Un proceso que tomó más de cinco años marcado, entre otras cosas, por las ideas equivocadas del proteccionismo y la visión aislacionista que tanto seduce a ciertos sectores de la clase política de Estados Unidos, llegó a feliz término; el Congreso de este país, por fin aprobó los tratados de libre comercio con Colombia, Corea y Panamá.
Si bien los cuatro países mantienen —desde hace años— una profunda y estrecha relación de interdependencia que rebasa, con mucho, el intercambio de bienes y servicios, la aprobación viene a ser —como quiera que la veamos—, un nuevo estímulo a dicha relación que aquellos tres aprovecharán.
La aprobación representa, para quienes esperaron pacientemente la decisión del Congreso de Estados Unidos, un estímulo no despreciable para fortalecer su participación en varios mercados de aquel país donde, para complicar nuestra ya complicada situación, México mantiene cierta presencia que nos gustaría, por los beneficios resultantes, ver incrementada.
De los tres países, el que representa para México una competencia más directa e inmediata es Colombia; la disposición de éste para cooperar decidida y abiertamente con Estados Unidos en el combate al narcotráfico le ha permitido, sin duda alguna, construirse una imagen de socio de confianza con plena disposición a cooperar la cual, no tenemos nosotros.
Por el contrario, no obstante tener un Tratado que entró en vigor en 1994 y la frontera con mayor importancia estratégica para Estados Unidos que obliga a una estrecha colaboración y una profunda coordinación en todos los aspectos, la visión que nuestra clase política tiene en materia de soberanía las impide pues responde más a las condiciones de hace dos siglos que a las que privan hoy.
Tanto Panamá y Corea como Colombia, son aliados estrechos en materia de seguridad con Estados Unidos; México, en cambio, se regodea en la confrontación con ese país y buena parte de nuestra clase política la presume además de sentirse orgullosa de mantener un rechazo enfermizo a la cooperación en vez de promover y facilitar una colaboración que fuere benéfica para ambos países.

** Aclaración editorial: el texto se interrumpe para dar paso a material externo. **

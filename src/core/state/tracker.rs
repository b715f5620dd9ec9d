//! Batch state tracking
//!
//! The extraction directory of a batch doubles as its processed flag. The
//! tracker decides, per batch, whether the archive still needs work and
//! claims the directory when it does.

use super::marker::CompletionMarker;
use crate::config::GateMode;
use crate::domain::errors::is_connectivity_error;
use crate::domain::ids::BatchId;
use crate::domain::{BatchMergeError, Result};
use std::fmt;
use std::fs;
use std::io;
use std::path::{Path, PathBuf};

/// State of a batch directory
#[derive(Debug, Clone, Copy, PartialEq, Eq)]
pub enum BatchState {
    /// No directory yet (only reported by [`BatchStateTracker::inspect`])
    Missing,
    /// Directory was created by this call
    Created,
    /// Directory exists with no contents
    Empty,
    /// Directory has contents but no completion marker (`marker` gate only)
    Incomplete,
    /// Batch counts as processed
    Processed,
}

impl BatchState {
    /// True when the batch must be extracted and merged
    pub fn needs_processing(self) -> bool {
        !matches!(self, BatchState::Processed)
    }
}

impl fmt::Display for BatchState {
    fn fmt(&self, f: &mut fmt::Formatter<'_>) -> fmt::Result {
        let s = match self {
            BatchState::Missing => "pending",
            BatchState::Created => "created",
            BatchState::Empty => "empty",
            BatchState::Incomplete => "incomplete",
            BatchState::Processed => "processed",
        };
        f.write_str(s)
    }
}

/// Result of checking one batch
#[derive(Debug, Clone, PartialEq, Eq)]
pub struct BatchResolution {
    /// Batch directory path
    pub extraction_dir: PathBuf,
    /// Batch state
    pub state: BatchState,
}

impl BatchResolution {
    /// True when the batch was already processed by an earlier run
    pub fn already_processed(&self) -> bool {
        self.state == BatchState::Processed
    }
}

/// Idempotency gate over batch directories
#[derive(Debug, Clone)]
pub struct BatchStateTracker {
    source_dir: PathBuf,
    gate: GateMode,
    marker_file_name: String,
}

impl BatchStateTracker {
    /// Create a tracker for batch directories under `source_dir`
    pub fn new(
        source_dir: impl Into<PathBuf>,
        gate: GateMode,
        marker_file_name: impl Into<String>,
    ) -> Self {
        Self {
            source_dir: source_dir.into(),
            gate,
            marker_file_name: marker_file_name.into(),
        }
    }

    /// Directory a batch extracts into
    pub fn extraction_dir(&self, batch_id: &BatchId) -> PathBuf {
        self.source_dir.join(batch_id.as_str())
    }

    /// Gate in effect
    pub fn gate(&self) -> GateMode {
        self.gate
    }

    /// Resolve a batch, creating its directory when absent.
    ///
    /// Creation is attempted first and `AlreadyExists` falls through to the
    /// contents check, so two racing runs never both see `Created`.
    ///
    /// # Errors
    ///
    /// Returns [`BatchMergeError::Connection`] when the source directory has
    /// gone away, and [`BatchMergeError::State`] for any other failure to
    /// create or list the directory.
    pub fn resolve(&self, batch_id: &BatchId) -> Result<BatchResolution> {
        let dir = self.extraction_dir(batch_id);

        match fs::create_dir(&dir) {
            Ok(()) => {
                tracing::debug!(batch_id = %batch_id, dir = %dir.display(), "Created batch directory");
                Ok(BatchResolution {
                    extraction_dir: dir,
                    state: BatchState::Created,
                })
            }
            Err(e) if e.kind() == io::ErrorKind::AlreadyExists => {
                let state = self.existing_state(batch_id, &dir)?;
                Ok(BatchResolution {
                    extraction_dir: dir,
                    state,
                })
            }
            Err(e) => Err(self.state_error(e, &dir)),
        }
    }

    /// Resolve a batch without creating anything
    pub fn inspect(&self, batch_id: &BatchId) -> Result<BatchResolution> {
        let dir = self.extraction_dir(batch_id);

        let state = match fs::metadata(&dir) {
            Ok(_) => self.existing_state(batch_id, &dir)?,
            Err(e) if e.kind() == io::ErrorKind::NotFound => BatchState::Missing,
            Err(e) => return Err(self.state_error(e, &dir)),
        };

        Ok(BatchResolution {
            extraction_dir: dir,
            state,
        })
    }

    fn existing_state(&self, batch_id: &BatchId, dir: &Path) -> Result<BatchState> {
        let empty = is_dir_empty(dir).map_err(|e| self.state_error(e, dir))?;

        let state = match self.gate {
            GateMode::NonEmptyDir if empty => BatchState::Empty,
            GateMode::NonEmptyDir => BatchState::Processed,
            GateMode::Marker if CompletionMarker::exists_in(dir, &self.marker_file_name) => {
                BatchState::Processed
            }
            GateMode::Marker if empty => BatchState::Empty,
            GateMode::Marker => {
                tracing::warn!(
                    batch_id = %batch_id,
                    dir = %dir.display(),
                    "Batch directory has contents but no completion marker, re-extracting"
                );
                BatchState::Incomplete
            }
        };

        Ok(state)
    }

    fn state_error(&self, err: io::Error, dir: &Path) -> BatchMergeError {
        if is_connectivity_error(&err) || !self.source_dir.is_dir() {
            BatchMergeError::Connection(format!(
                "Source directory {} is unreachable: {}",
                self.source_dir.display(),
                err
            ))
        } else {
            BatchMergeError::State(format!(
                "Failed to prepare batch directory {}: {}",
                dir.display(),
                err
            ))
        }
    }
}

/// True when `dir` has no entries
fn is_dir_empty(dir: &Path) -> io::Result<bool> {
    Ok(fs::read_dir(dir)?.next().is_none())
}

Somos tan irresponsables en esto de la relación con Estados Unidos, que a veces nos comportamos como si fuéremos “la última cerveza de la hielera”; creemos, erróneamente, que aquel país y su gobierno deben apoyarnos en todo y hacer hasta lo imposible por salvarnos de nuestras tonterías y excesos en la conducción de los asuntos públicos.
Cuando los equilibrios se rompen —producto de nuestra visión caduca— y nuestra estabilidad política se pone en riesgo afectando así la de Estados Unidos, éste debe intervenir para apoyarnos con todo tal y como debió hacer en 1995. Este gesto, que cualquier otro país y su pueblo reconocerían sin mezquindad alguna, aquí es menospreciado y hoy, prácticamente todos lo han olvidado. Somos, en pocas palabras, malagradecidos y amnésicos.
En relación con la aprobación de los tratados con Colombia, Corea y Panamá, sólo haremos lo que sabemos: quejarnos; a medida que Colombia extienda su presencia en ciertos mercados y junto con Corea nos desplace en otros, la respuesta no será invertir en tecnología y elevar la productividad, sino recurrir a lo que mejor nos sale: la queja lacrimógena.
Esos países y sus empresarios, aprovecharán al máximo —con visión de futuro—, la oportunidad que tienen y que nosotros no supimos, no quisimos y no pudimos hacer desde 1994.